Monday, May 17, 2010

Lorena has a Sticky Problem

Lorena dips her hands into the paint pot, expecting the typical finger paint. Much to her surprise she pulls out her hands only to find them filled with glue.

Most often such an activity is called "sensorial play" and justified with phrases such as "they are exploring their sense of touch." Such phrases, perhaps derived from Montessori's phrase of "educating the senses," imply that the children are learning what objects are smooth, what objects are rough, what objects are sticky, what objects are not. The emphasis is placed on a refinement of the sense, in this case touch, so that with experience, like a sculptor choosing the right wood, the child can determine the texture, the temperature, the grain, or the adhesiveness of objects. The literature on sensorial play seldom reveals the strategies the children use to make these distinctions and seldom reveals the extensions the child makes once an attribute, such as adhesiveness, is discovered. What does it yield for something to be sticky? What can I do with sticky? How can I have fun with sticky? These extensions are not classically "sensorial." These extensions go beyond "Is this sticky?" or "To what degree is this sticky?" These extensions enter the world of invention, reasoning, inferring, figuring things out, and "what if "games.

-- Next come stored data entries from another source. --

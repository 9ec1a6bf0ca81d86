use actix_web::web;

use crate::handlers::uploads;

pub fn config_routes(cfg: &mut web::ServiceConfig) {
    cfg.service(
        web::scope("/uploads")
            .service(
                web::resource("/single")
                    .route(web::post().to(uploads::upload_single))
            )
            .service(
                web::resource("/multiple")
                    .route(web::post().to(uploads::upload_multiple))
            )
    );
}
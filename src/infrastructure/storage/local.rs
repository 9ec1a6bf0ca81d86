use std::{
    collections::HashSet,
    fs, io,
    path::{Path, PathBuf},
    sync::Arc,
};

use chrono::Utc;
use dashmap::DashMap;
use rand::Rng;
use tokio::sync::Mutex;
use tracing::{debug, info, warn};

use crate::{
    constants::PROCESSED_DIR,
    entities::{
        image::ImageCategory,
        variant::{parse_variant_file_name, variant_file_name, OutputFormat, VariantName},
    },
    utils::mime::extension_for,
};

const WRITE_PROBE: &str = ".write-probe";

/// Local-disk home of originals and their processed variants.
///
/// Layout: `{root}/{articles,authors,images}/{filename}` for originals and
/// `{root}/processed/{stem}-{variant}.{ext}` for variants. A filename index
/// maps every known original to its category so lookups never probe all
/// directories.
#[derive(Debug)]
pub struct UploadStorage {
    root: PathBuf,
    index: DashMap<String, ImageCategory>,
    delete_locks: DashMap<String, Arc<Mutex<()>>>,
}

impl UploadStorage {
    /// Creates the directory tree and indexes files already on disk.
    pub fn init(root: impl AsRef<Path>) -> io::Result<Self> {
        let root = root.as_ref().to_path_buf();
        let storage = UploadStorage {
            root,
            index: DashMap::new(),
            delete_locks: DashMap::new(),
        };

        for category in ImageCategory::ALL {
            fs::create_dir_all(storage.category_dir(category))?;
        }
        fs::create_dir_all(storage.processed_dir())?;

        for category in ImageCategory::ALL {
            for entry in fs::read_dir(storage.category_dir(category))? {
                let entry = entry?;
                if !entry.file_type()?.is_file() {
                    continue;
                }
                if let Some(name) = entry.file_name().to_str() {
                    storage.index.insert(name.to_string(), category);
                }
            }
        }

        info!(
            root = %storage.root.display(),
            indexed = storage.index.len(),
            "upload storage ready"
        );
        Ok(storage)
    }

    pub fn root(&self) -> &Path {
        &self.root
    }

    pub fn category_dir(&self, category: ImageCategory) -> PathBuf {
        self.root.join(category.as_str())
    }

    pub fn processed_dir(&self) -> PathBuf {
        self.root.join(PROCESSED_DIR)
    }

    pub fn original_path(&self, category: ImageCategory, filename: &str) -> PathBuf {
        self.category_dir(category).join(filename)
    }

    pub fn variant_path(&self, filename: &str, variant: VariantName, format: OutputFormat) -> PathBuf {
        self.processed_dir().join(variant_file_name(filename, variant, format))
    }

    pub fn register(&self, filename: &str, category: ImageCategory) {
        self.index.insert(filename.to_string(), category);
    }

    pub fn forget(&self, filename: &str) {
        self.index.remove(filename);
    }

    pub fn indexed_count(&self) -> usize {
        self.index.len()
    }

    /// Finds the category and path of an original. Falls back to probing the
    /// category directories for files placed on disk out of band.
    pub async fn locate(&self, filename: &str) -> Option<(ImageCategory, PathBuf)> {
        let indexed = self.index.get(filename).map(|entry| *entry.value());
        if let Some(category) = indexed {
            let path = self.original_path(category, filename);
            if is_file(&path).await {
                return Some((category, path));
            }
            self.forget(filename);
        }

        for category in ImageCategory::ALL {
            let path = self.original_path(category, filename);
            if is_file(&path).await {
                debug!(filename, %category, "indexed file found by probing");
                self.register(filename, category);
                return Some((category, path));
            }
        }
        None
    }

    /// Opens a fresh file for an original; never overwrites.
    pub async fn create_original(&self, category: ImageCategory, filename: &str) -> io::Result<tokio::fs::File> {
        tokio::fs::OpenOptions::new()
            .write(true)
            .create_new(true)
            .open(self.original_path(category, filename))
            .await
    }

    /// Per-filename lock serialising check-then-delete.
    pub fn lock_for(&self, filename: &str) -> Arc<Mutex<()>> {
        self.delete_locks
            .entry(filename.to_string())
            .or_insert_with(|| Arc::new(Mutex::new(())))
            .clone()
    }

    /// Drops the lock entry once no request holds it.
    pub fn release_lock(&self, filename: &str) {
        self.delete_locks
            .remove_if(filename, |_, lock| Arc::strong_count(lock) == 1);
    }

    pub fn held_delete_locks(&self) -> usize {
        self.delete_locks.len()
    }

    /// Every path an upload of `filename` may have produced.
    fn asset_paths(&self, category: ImageCategory, filename: &str) -> Vec<PathBuf> {
        let mut paths = vec![self.original_path(category, filename)];
        for variant in VariantName::ALL {
            for format in OutputFormat::ALL {
                paths.push(self.variant_path(filename, variant, format));
            }
        }
        paths
    }

    /// Removes an original and every variant derived from it; returns the number of files deleted.
    pub async fn remove_asset_files(&self, category: ImageCategory, filename: &str) -> io::Result<usize> {
        let mut removed = usize::from(remove_if_exists(&self.original_path(category, filename)).await?);
        removed += self.remove_variant_files(filename).await?;
        self.forget(filename);
        Ok(removed)
    }

    pub async fn remove_variant_files(&self, filename: &str) -> io::Result<usize> {
        let mut removed = 0;
        for variant in VariantName::ALL {
            for format in OutputFormat::ALL {
                if remove_if_exists(&self.variant_path(filename, variant, format)).await? {
                    removed += 1;
                }
            }
        }
        Ok(removed)
    }

    pub async fn check_writable(&self) -> io::Result<()> {
        let probe = self.root.join(WRITE_PROBE);
        tokio::fs::write(&probe, b"ok").await?;
        tokio::fs::remove_file(&probe).await
    }

    /// Deletes processed files whose original is gone.
    pub async fn sweep_orphan_variants(&self) -> io::Result<usize> {
        let live_stems: HashSet<String> = self
            .index
            .iter()
            .map(|entry| stem_of(entry.key()).to_string())
            .collect();

        let mut removed = 0;
        let mut entries = tokio::fs::read_dir(self.processed_dir()).await?;
        while let Some(entry) = entries.next_entry().await? {
            let name = entry.file_name();
            let Some(name) = name.to_str() else { continue };
            let Some((stem, _)) = parse_variant_file_name(name) else { continue };

            if !live_stems.contains(stem) && remove_if_exists(&entry.path()).await? {
                removed += 1;
            }
        }
        Ok(removed)
    }

    pub fn batch(&self) -> UploadBatch<'_> {
        UploadBatch {
            storage: self,
            written: Vec::new(),
            committed: false,
        }
    }
}

/// `{field}-{unix millis}-{9 random digits}{ext}`.
pub fn generate_filename(field: &str, original_name: &str, mime: &str) -> String {
    let suffix: u32 = rand::thread_rng().gen_range(100_000_000..1_000_000_000);
    format!(
        "{}-{}-{}{}",
        field,
        Utc::now().timestamp_millis(),
        suffix,
        extension_for(original_name, mime)
    )
}

fn stem_of(filename: &str) -> &str {
    filename
        .rsplit_once('.')
        .map(|(stem, _)| stem)
        .filter(|stem| !stem.is_empty())
        .unwrap_or(filename)
}

async fn is_file(path: &Path) -> bool {
    tokio::fs::metadata(path)
        .await
        .map(|meta| meta.is_file())
        .unwrap_or(false)
}

async fn remove_if_exists(path: &Path) -> io::Result<bool> {
    match tokio::fs::remove_file(path).await {
        Ok(()) => Ok(true),
        Err(e) if e.kind() == io::ErrorKind::NotFound => Ok(false),
        Err(e) => Err(e),
    }
}

/// Tracks the files a single request wrote. A failed request calls
/// [`UploadBatch::rollback`]; a batch dropped without commit or rollback
/// (the request future was cancelled) falls back to removing its files
/// synchronously in `Drop`.
pub struct UploadBatch<'a> {
    storage: &'a UploadStorage,
    written: Vec<(ImageCategory, String)>,
    committed: bool,
}

impl UploadBatch<'_> {
    pub fn track(&mut self, category: ImageCategory, filename: &str) {
        self.written.push((category, filename.to_string()));
    }

    pub fn len(&self) -> usize {
        self.written.len()
    }

    pub fn is_empty(&self) -> bool {
        self.written.is_empty()
    }

    /// Keeps the files and publishes them in the filename index.
    pub fn commit(mut self) {
        for (category, filename) in &self.written {
            self.storage.register(filename, *category);
        }
        self.committed = true;
    }

    /// Removes every original and variant the batch recorded.
    pub async fn rollback(mut self) {
        for (category, filename) in std::mem::take(&mut self.written) {
            for path in self.storage.asset_paths(category, &filename) {
                match remove_if_exists(&path).await {
                    Ok(true) => debug!(path = %path.display(), "removed file from failed upload"),
                    Ok(false) => {}
                    Err(e) => warn!(path = %path.display(), error = %e, "failed to clean up upload"),
                }
            }
            self.storage.forget(&filename);
        }
    }
}

impl Drop for UploadBatch<'_> {
    fn drop(&mut self) {
        if self.committed || self.written.is_empty() {
            return;
        }
        for (category, filename) in &self.written {
            for path in self.storage.asset_paths(*category, filename) {
                match fs::remove_file(&path) {
                    Ok(()) => debug!(path = %path.display(), "removed file from cancelled upload"),
                    Err(e) if e.kind() == io::ErrorKind::NotFound => {}
                    Err(e) => warn!(path = %path.display(), error = %e, "failed to clean up upload"),
                }
            }
            self.storage.forget(filename);
        }
    }
}

#[cfg(test)]
mod tests {
    use super::*;
    use tempfile::TempDir;

    fn storage() -> (TempDir, UploadStorage) {
        let dir = TempDir::new().unwrap();
        let storage = UploadStorage::init(dir.path()).unwrap();
        (dir, storage)
    }

    #[test]
    fn init_creates_layout_and_indexes_existing_files() {
        let dir = TempDir::new().unwrap();
        fs::create_dir_all(dir.path().join("authors")).unwrap();
        fs::write(dir.path().join("authors/avatar-1-123456789.png"), b"x").unwrap();

        let storage = UploadStorage::init(dir.path()).unwrap();
        for sub in ["articles", "authors", "images", "processed"] {
            assert!(dir.path().join(sub).is_dir());
        }
        assert_eq!(storage.indexed_count(), 1);
    }

    #[test]
    fn generated_names_are_unique_and_shaped() {
        let a = generate_filename("image", "Holiday.JPG", "image/jpeg");
        let b = generate_filename("image", "Holiday.JPG", "image/jpeg");
        assert_ne!(a, b);

        let parts: Vec<&str> = a.trim_end_matches(".jpg").split('-').collect();
        assert_eq!(parts[0], "image");
        assert!(parts[1].parse::<i64>().is_ok());
        assert_eq!(parts[2].len(), 9);
        assert!(a.ends_with(".jpg"));
    }

    #[actix_rt::test]
    async fn locate_falls_back_to_probing() {
        let (dir, storage) = storage();
        fs::write(dir.path().join("images/manual.png"), b"x").unwrap();

        let (category, path) = storage.locate("manual.png").await.unwrap();
        assert_eq!(category, ImageCategory::Images);
        assert!(path.ends_with("images/manual.png"));
        assert_eq!(storage.indexed_count(), 1);
        assert!(storage.locate("missing.png").await.is_none());
    }

    #[actix_rt::test]
    async fn dropped_batch_removes_written_files() {
        let (dir, storage) = storage();
        {
            let mut batch = storage.batch();
            fs::write(dir.path().join("articles/gallery-1-111111111.jpg"), b"x").unwrap();
            fs::write(dir.path().join("processed/gallery-1-111111111-small.webp"), b"x").unwrap();
            batch.track(ImageCategory::Articles, "gallery-1-111111111.jpg");
        }
        assert!(!dir.path().join("articles/gallery-1-111111111.jpg").exists());
        assert!(!dir.path().join("processed/gallery-1-111111111-small.webp").exists());
        assert!(storage.locate("gallery-1-111111111.jpg").await.is_none());
    }

    #[actix_rt::test]
    async fn rolled_back_batch_removes_written_files() {
        let (dir, storage) = storage();
        fs::write(dir.path().join("images/image-1-555555555.png"), b"x").unwrap();
        fs::write(dir.path().join("processed/image-1-555555555-medium.jpg"), b"x").unwrap();
        fs::write(dir.path().join("images/image-1-666666666.png"), b"x").unwrap();
        storage.register("image-1-555555555.png", ImageCategory::Images);

        let mut batch = storage.batch();
        batch.track(ImageCategory::Images, "image-1-555555555.png");
        assert_eq!(batch.len(), 1);
        batch.rollback().await;

        assert!(!dir.path().join("images/image-1-555555555.png").exists());
        assert!(!dir.path().join("processed/image-1-555555555-medium.jpg").exists());
        assert!(dir.path().join("images/image-1-666666666.png").exists());
        assert_eq!(storage.indexed_count(), 0);
    }

    #[actix_rt::test]
    async fn committed_batch_is_indexed() {
        let (dir, storage) = storage();
        fs::write(dir.path().join("authors/avatar-1-222222222.png"), b"x").unwrap();

        let mut batch = storage.batch();
        batch.track(ImageCategory::Authors, "avatar-1-222222222.png");
        batch.commit();

        assert!(dir.path().join("authors/avatar-1-222222222.png").exists());
        assert_eq!(storage.indexed_count(), 1);
    }

    #[actix_rt::test]
    async fn removal_cascades_to_variants_and_sweep_clears_orphans() {
        let (dir, storage) = storage();
        fs::write(dir.path().join("images/image-1-333333333.jpg"), b"x").unwrap();
        fs::write(dir.path().join("processed/image-1-333333333-thumbnail.jpg"), b"x").unwrap();
        fs::write(dir.path().join("processed/image-1-333333333-thumbnail.webp"), b"x").unwrap();
        fs::write(dir.path().join("processed/ghost-1-444444444-large.jpg"), b"x").unwrap();
        storage.register("image-1-333333333.jpg", ImageCategory::Images);

        assert_eq!(storage.sweep_orphan_variants().await.unwrap(), 1);
        assert!(dir.path().join("processed/image-1-333333333-thumbnail.jpg").exists());

        let removed = storage
            .remove_asset_files(ImageCategory::Images, "image-1-333333333.jpg")
            .await
            .unwrap();
        assert_eq!(removed, 3);
        assert_eq!(storage.indexed_count(), 0);
    }

    #[actix_rt::test]
    async fn delete_locks_are_shared_and_released() {
        let (_dir, storage) = storage();
        let first = storage.lock_for("a.jpg");
        let second = storage.lock_for("a.jpg");
        assert!(Arc::ptr_eq(&first, &second));

        drop(first);
        drop(second);
        storage.release_lock("a.jpg");
        assert_eq!(storage.held_delete_locks(), 0);
        assert!(storage.check_writable().await.is_ok());
    }
}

An excerpt from Views - Issue 91, October 6, 2009

1 comment:

  1. Sensorimotor experience is wonderful for toddlers. According to Piaget's theory, toddlers are in the fifth substage of sensorimotor development. They like to discover everything through using their hands, "what will happen, if I ..." and they use their increasing repertoire of physical skills to make new things happen. So it needs to be considered when we create the physical environment to support toddlers' development.